Identifying attackers by using machine learning on unstructured cyber threat intelligence


Using cyber threat intelligence in automated processing systems requires structured data as input. Cyber threat intelligence on the Internet, however, often appears as unstructured cyber threat reports (CTRs) written by cyber security researchers. Such CTRs often, without knowing the actual adversary behind an attack, contain information regarding techniques and tools applied by the adversary during the execution of the attack. Due to their lack of structure, CTRs are difficult to work with and information must be manually extracted. In this work, we developed a machine learning based tool that helps identifying the adversary having executed the attack described by a CTR. The tool takes a CTR as input and extracts, among others, the techniques and tools described by the report to have been used during the attack. Based on this information, the tool then calculates the similarity to a set of previously learned adversary group profiles and outputs the calculated similarities in a sorted ranking. The higher the rank of an adversary group in the ranking, the more the information contained in the CTR resembles the profile previously learned about the adversary group.

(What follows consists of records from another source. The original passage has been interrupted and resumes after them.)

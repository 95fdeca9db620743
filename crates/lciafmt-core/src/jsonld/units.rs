//! Unit to flow property inference
//!
//! Reference flow properties and reference units carry the identifiers of the
//! openLCA reference data. Other units get identifiers derived from their
//! property and name.

use super::schema::{EntityType, Ref};
use crate::identity::make_uuid;
use std::collections::HashMap;
use std::sync::LazyLock;

struct PropertyDef {
    name: &'static str,
    id: Option<&'static str>,
    /// (unit name, known unit id)
    units: &'static [(&'static str, Option<&'static str>)],
}

const PROPERTIES: &[PropertyDef] = &[
    PropertyDef {
        name: "Mass",
        id: Some("93a60a56-a3c8-11da-a746-0800200b9a66"),
        units: &[
            ("kg", Some("20aadc24-a391-41cf-b340-3e4529f44bde")),
            ("g", None),
            ("mg", None),
            ("t", None),
            ("lb", None),
        ],
    },
    PropertyDef {
        name: "Energy",
        id: Some("f6811440-ee37-11de-8a39-0800200c9a66"),
        units: &[
            ("MJ", Some("52765a6c-3896-43c2-b2f4-c679acf13efe")),
            ("kJ", None),
            ("J", None),
            ("GJ", None),
            ("kWh", None),
        ],
    },
    PropertyDef {
        name: "Volume",
        id: Some("93a60a56-a3c8-22da-a746-0800200c9a66"),
        units: &[
            ("m3", Some("1c3a9695-398d-4b1f-b07e-a8715b610f70")),
            ("l", None),
            ("dm3", None),
            ("cm3", None),
        ],
    },
    PropertyDef {
        name: "Area",
        id: Some("93a60a56-a3c8-19da-a746-0800200c9a66"),
        units: &[
            ("m2", Some("3ce61faa-5716-41c1-aef6-b5920054acc9")),
            ("ha", None),
            ("km2", None),
        ],
    },
    PropertyDef {
        name: "Area*time",
        id: None,
        units: &[("m2*a", None), ("ha*a", None)],
    },
    PropertyDef {
        name: "Volume*time",
        id: None,
        units: &[("m3*a", None)],
    },
    PropertyDef {
        name: "Number of items",
        id: Some("01846770-4cfe-4a25-8ad9-919d8d378345"),
        units: &[
            ("Item(s)", Some("5beb6eed-33a9-47b8-9ede-1dfe8f679159")),
            ("p", None),
        ],
    },
    PropertyDef {
        name: "Radioactivity",
        id: None,
        units: &[("kBq", None), ("Bq", None)],
    },
];

#[derive(Debug, Clone)]
struct UnitEntry {
    property: Ref,
    unit: Ref,
}

/// Unit names are case-sensitive: `Mg` is not `mg`
static UNITS: LazyLock<HashMap<&'static str, UnitEntry>> = LazyLock::new(|| {
    let mut units = HashMap::new();
    for prop in PROPERTIES {
        let prop_id = prop
            .id
            .map(str::to_string)
            .unwrap_or_else(|| make_uuid(["flow_property", prop.name]));
        let property = Ref::named(EntityType::FlowProperty, prop_id, prop.name);

        for (name, id) in prop.units {
            let unit_id = id
                .map(str::to_string)
                .unwrap_or_else(|| make_uuid(["unit", prop.name, *name]));
            let entry = UnitEntry {
                property: property.clone(),
                unit: Ref::named(EntityType::Unit, unit_id, *name),
            };
            units.insert(*name, entry);
        }
    }
    units
});

fn lookup(unit: &str) -> Option<&'static UnitEntry> {
    UNITS.get(unit.trim())
}

/// Flow property of a unit, if the unit is known
pub fn property_ref(unit: &str) -> Option<Ref> {
    lookup(unit).map(|e| e.property.clone())
}

/// Reference of a unit, if the unit is known
pub fn unit_ref(unit: &str) -> Option<Ref> {
    lookup(unit).map(|e| e.unit.clone())
}

#[cfg(test)]
mod tests {
    use super::*;

    #[test]
    fn test_reference_units_use_reference_ids() {
        let mass = property_ref("kg").unwrap();
        assert_eq!(mass.id, "93a60a56-a3c8-11da-a746-0800200b9a66");
        assert_eq!(mass.name.as_deref(), Some("Mass"));
        assert_eq!(
            unit_ref("kg").unwrap().id,
            "20aadc24-a391-41cf-b340-3e4529f44bde"
        );
    }

    #[test]
    fn test_alternate_units_share_property() {
        assert_eq!(property_ref("g"), property_ref("kg"));
        assert_ne!(unit_ref("g"), unit_ref("kg"));
        assert_eq!(property_ref("kWh").unwrap().name.as_deref(), Some("Energy"));
    }

    #[test]
    fn test_lookup_is_case_sensitive() {
        assert_eq!(unit_ref(" m2*a "), unit_ref("m2*a"));
        assert!(unit_ref("mg").is_some());
        assert!(unit_ref("Mg").is_none());
        assert!(property_ref("KG").is_none());
    }

    #[test]
    fn test_unknown_unit() {
        assert!(property_ref("CTUh").is_none());
        assert!(unit_ref("").is_none());
    }
}
//! Configuration system for lciafmt
//!
//! Settings are read from a config file found by explicit path or by
//! traversing up from the working directory (see [`CONFIG_FILE_NAMES`]).
//! Every field is optional; command line flags override file values.
//!
//! ## Example Configuration (lciafmt.yaml)
//!
//! ```yaml
//! mapping:
//!   preserveUnmapped: false
//!   caseInsensitive: false
//!   directory: ./mappings
//!
//! collapse:
//!   duplicatePolicy: keep-all
//!
//! export:
//!   writeFlows: true
//!
//! cache:
//!   directory: /var/cache/lciafmt
//! ```

mod lcia_config;
mod loader;

pub use lcia_config::{
    CacheConfiguration, CollapseConfiguration, ExportConfiguration, LciaConfig,
    MappingConfiguration, config_schema,
};
pub use loader::{CONFIG_FILE_NAMES, ConfigLoader};
//! Named mapping systems
//!
//! Abridged flow-list mappings ship with the crate; a configured mapping
//! directory (`<dir>/<system>.csv`) takes precedence over them so complete
//! mapping files can be dropped in without rebuilding.

use super::MappingTable;
use crate::{LciaError, Result};
use std::path::PathBuf;
use tracing::debug;

const BUNDLED: &[(&str, &str)] = &[
    ("TRACI2.1", include_str!("../../data/mappings/TRACI2.1.csv")),
    (
        "ReCiPe2016",
        include_str!("../../data/mappings/ReCiPe2016.csv"),
    ),
    (
        "ImpactWorld+",
        include_str!("../../data/mappings/ImpactWorld+.csv"),
    ),
];

/// Names of the bundled mapping systems
pub fn supported_mapping_systems() -> Vec<&'static str> {
    BUNDLED.iter().map(|(name, _)| *name).collect()
}

/// Parse the bundled table of a system, if there is one
pub fn bundled_mapping(system: &str) -> Option<Result<MappingTable>> {
    BUNDLED
        .iter()
        .find(|(name, _)| *name == system)
        .map(|(_, content)| MappingTable::read_csv(content.as_bytes()))
}

/// Resolves mapping system names to tables
#[derive(Debug, Clone, Default)]
pub struct MappingResolver {
    directory: Option<PathBuf>,
}

impl MappingResolver {
    pub fn new(directory: Option<PathBuf>) -> Self {
        Self { directory }
    }

    /// Look up a system in the mapping directory, then among bundled tables
    pub fn resolve(&self, system: &str) -> Result<MappingTable> {
        if let Some(dir) = &self.directory {
            let path = dir.join(format!("{system}.csv"));
            if path.is_file() {
                debug!("Using mapping file {}", path.display());
                return MappingTable::from_path(&path);
            }
        }

        match bundled_mapping(system) {
            Some(table) => {
                debug!("Using bundled mapping for {}", system);
                table
            }
            None => Err(LciaError::UnsupportedMappingSystem {
                system: system.to_string(),
            }),
        }
    }
}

Evaluating the tool over 57 adversary groups with a total of 227 CTRs finds that the tool can output the correct adversary group with a probability of 63.54% on rank 1. Furthermore, as the tool allows to assign weights to different parts of a profile, we could confirm that assigning weights in accordance with the hierarchy proposed by the Pyramid of Pain outperforms assigning equal weights. This is seen as an interesting confirmation of the concept proposed by the Pyramid of Pain.